First, you have more housing choices, especially in the Third World.
Those of us who have lived abroad for some time have met many old-timers who seem to live on nothing at all. They happily wander throughout the expat community, often in bars or cafes, without spending any money. If you scratch a little you find these people live in very small quarters, what the English call a bedsit and New Yorkers an SRO (a small room with a bed, shared bathroom down the hall). Bedsits have largely disappeared in the developed world. But you still find them in Latin America and Southeast Asia, in cities and small towns.
Often these people take up house-sitting once they get to know other expats. The bedsit then becomes a storage room that they can sleep in between gigs. Housesitting offers the chance to live in bigger, better housing and even get paid for it at times. Not bad if you’re forced to live on US$1,000 a month, say.
Most retirees in the United States collect more than US$1,000 a month from Social Security. But I know a woman who retired on less than that. She moved to Thailand and spent her life savings to buy a town house and a motorcycle. Her small check these days goes a long way, covering utilities, a little gas for the moto, low-cost health care, and then all the things that make life worthwhile.
She found a way.
The second advantage to retiring overseas if you’re retiring on a small budget is that, when you move abroad, you get away from peer pressure.
Downsizing back home, if you’re forced to do it for budget reasons, makes you feel bad. Sure, you can handle the blow to your self-esteem. But you can avoid that blow altogether if you move overseas, into a new community, with new faces and new outlooks.

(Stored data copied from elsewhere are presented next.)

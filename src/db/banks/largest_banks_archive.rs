use std::{fs::File, path::Path};

use duckdb::{params, Connection};
use log::info;
use scraper::{ElementRef, Html, Selector};
use serde::Deserialize;

use crate::{
    db::banks::exchange_rate_archive::ExchangeRates, errors::EtlError, utils::download::get_bytes,
};

/// Header of the output CSV file.  The first column is the row index.
pub const CSV_HEADER: [&str; 6] = [
    "",
    "Name",
    "MC_USD_Billion",
    "MC_GBP_Billion",
    "MC_EUR_Billion",
    "MC_INR_Billion",
];

/// A row as scraped from the page, market cap not parsed yet.
#[derive(Debug, Clone, PartialEq, Eq)]
pub struct RawRow {
    pub name: String,
    pub market_cap_usd: String,
}

/// Market capitalization of a bank in USD billion, and converted to
/// GBP, EUR and INR, rounded to 2 decimals.
#[derive(Debug, Clone, PartialEq)]
pub struct BankRecord {
    pub name: String,
    pub market_cap_usd: f64,
    pub market_cap_gbp: f64,
    pub market_cap_eur: f64,
    pub market_cap_inr: f64,
}

#[derive(Debug, Deserialize)]
struct CsvRow {
    #[serde(rename = "")]
    index: usize,
    #[serde(rename = "Name")]
    name: String,
    #[serde(rename = "MC_USD_Billion")]
    usd: f64,
    #[serde(rename = "MC_GBP_Billion")]
    gbp: f64,
    #[serde(rename = "MC_EUR_Billion")]
    eur: f64,
    #[serde(rename = "MC_INR_Billion")]
    inr: f64,
}

/// The ranking of the largest banks by market capitalization, from an
/// archived copy of the Wikipedia page.
#[derive(Debug, Clone)]
pub struct LargestBanksArchive {
    pub page_url: String,
    pub csv_path: String,
    pub duckdb_path: String,
    pub table_name: String,
}

impl LargestBanksArchive {
    /// Download the page and scrape the first table on it.
    pub fn extract(&self) -> Result<Vec<RawRow>, EtlError> {
        let body = get_bytes(&self.page_url)?;
        let html = String::from_utf8_lossy(&body);
        let rows = parse_table(&html)?;
        info!("Extracted {} rows from {}", rows.len(), self.page_url);
        Ok(rows)
    }

    pub fn write_csv(&self, records: &[BankRecord]) -> Result<(), EtlError> {
        write_csv(records, Path::new(&self.csv_path))
    }

    pub fn write_table(
        &self,
        conn: &mut Connection,
        records: &[BankRecord],
    ) -> Result<usize, EtlError> {
        write_table(conn, &self.table_name, records)
    }

    /// Average market cap in GBP over all the banks in the table
    pub fn average_gbp_query(&self) -> String {
        format!(
            r#"SELECT AVG(MC_GBP_Billion) AS "average market capitalization" FROM {}"#,
            self.table_name
        )
    }

    pub fn select_all_query(&self) -> String {
        format!("SELECT * FROM {}", self.table_name)
    }
}

fn selector(css: &str) -> Selector {
    Selector::parse(css).expect("valid css selector")
}

/// Get the trimmed text content of a cell.
fn cell_text(cell: &ElementRef) -> String {
    cell.text().collect::<String>().trim().to_string()
}

/// Parse the first `<table>` of the page.  The first row is the header,
/// every other row needs at least 3 `<td>` cells: rank, bank name and
/// market cap.
pub fn parse_table(html: &str) -> Result<Vec<RawRow>, EtlError> {
    let document = Html::parse_document(html);
    let table = document
        .select(&selector("table"))
        .next()
        .ok_or_else(|| EtlError::MalformedPage("no table found".to_string()))?;

    let td = selector("td");
    let mut rows = Vec::new();
    for (i, tr) in table.select(&selector("tr")).enumerate().skip(1) {
        let cells: Vec<ElementRef> = tr.select(&td).collect();
        if cells.len() < 3 {
            return Err(EtlError::MalformedPage(format!(
                "table row {} has {} cells, expected at least 3",
                i,
                cells.len()
            )));
        }
        rows.push(RawRow {
            name: cell_text(&cells[1]),
            market_cap_usd: cell_text(&cells[2]),
        });
    }
    Ok(rows)
}

/// Round half away from zero to 2 decimals.
pub fn round2(x: f64) -> f64 {
    (x * 100.0).round() / 100.0
}

fn parse_amount(field: &str, value: &str) -> Result<f64, EtlError> {
    value.trim().parse::<f64>().map_err(|_| EtlError::Parse {
        field: field.to_string(),
        value: value.to_string(),
    })
}

/// Convert the USD market caps to GBP, EUR and INR.  Row order is kept.
/// Fails without producing anything if a rate or a market cap is bad.
pub fn transform(rows: &[RawRow], rates: &ExchangeRates) -> Result<Vec<BankRecord>, EtlError> {
    let gbp = rates.rate("GBP")?;
    let eur = rates.rate("EUR")?;
    let inr = rates.rate("INR")?;

    rows.iter()
        .map(|row| {
            let usd = parse_amount("MC_USD_Billion", &row.market_cap_usd)?;
            Ok(BankRecord {
                name: row.name.clone(),
                market_cap_usd: usd,
                market_cap_gbp: round2(usd * gbp),
                market_cap_eur: round2(usd * eur),
                market_cap_inr: round2(usd * inr),
            })
        })
        .collect()
}

/// Overwrite the CSV file at `path`.  The leading column is the row index.
pub fn write_csv(records: &[BankRecord], path: &Path) -> Result<(), EtlError> {
    let file = File::create(path)?;
    let mut wtr = csv::Writer::from_writer(file);
    wtr.write_record(CSV_HEADER)?;
    for (i, record) in records.iter().enumerate() {
        wtr.write_record(&[
            i.to_string(),
            record.name.clone(),
            format!("{:?}", record.market_cap_usd),
            format!("{:?}", record.market_cap_gbp),
            format!("{:?}", record.market_cap_eur),
            format!("{:?}", record.market_cap_inr),
        ])?;
    }
    wtr.flush()?;
    info!("Wrote {} rows to {:?}", records.len(), path);
    Ok(())
}

/// Read a file written by [`write_csv`], in row index order.
pub fn read_csv(path: &Path) -> Result<Vec<BankRecord>, EtlError> {
    let mut rdr = csv::Reader::from_path(path)?;
    let mut rows: Vec<CsvRow> = Vec::new();
    for result in rdr.deserialize() {
        rows.push(result?);
    }
    rows.sort_by_key(|row| row.index);
    Ok(rows
        .into_iter()
        .map(|row| BankRecord {
            name: row.name,
            market_cap_usd: row.usd,
            market_cap_gbp: row.gbp,
            market_cap_eur: row.eur,
            market_cap_inr: row.inr,
        })
        .collect())
}

/// Replace the table `table_name` with the records, in order.
/// Returns the number of rows inserted.
pub fn write_table(
    conn: &mut Connection,
    table_name: &str,
    records: &[BankRecord],
) -> Result<usize, EtlError> {
    let tx = conn.transaction()?;
    tx.execute_batch(&format!(
        r"
DROP TABLE IF EXISTS {table_name};
CREATE TABLE {table_name} (
    Name VARCHAR,
    MC_USD_Billion DOUBLE,
    MC_GBP_Billion DOUBLE,
    MC_EUR_Billion DOUBLE,
    MC_INR_Billion DOUBLE
);"
    ))?;
    {
        let mut appender = tx.appender(table_name)?;
        for record in records {
            appender.append_row(params![
                record.name,
                record.market_cap_usd,
                record.market_cap_gbp,
                record.market_cap_eur,
                record.market_cap_inr
            ])?;
        }
        appender.flush()?;
    }
    tx.commit()?;
    info!("Loaded {} rows into table {}", records.len(), table_name);
    Ok(records.len())
}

Finally, when you move overseas you become more flexible. That first move takes a lot of work. You get rid of stuff, set up an internet-based banking routine, straighten out your credit and debit cards, maybe sell the car and house, and go through the emotional hit of leaving behind a lifetime of familiar people, places, things, and joys.
Once you’ve made that first move, though, succeeding moves become easier. So if the first country you choose becomes too expensive, too dangerous, too dull, too routine, or too insular, you can easily move again. You may even follow one of your house-sitting clients to a new country, if that client has come to rely on you for six or seven months each year.
Perhaps you find yourself among the 28%, reaching retirement with very little money saved, with only a small Social Security check to carry you through. If this is the case, you’ll have to be creative to make retirement work. But you’ll find a way. One option, if you enjoy trying the new and approach life with a spirit of adventure, would be to retire overseas. You’ll have at least three things going for you.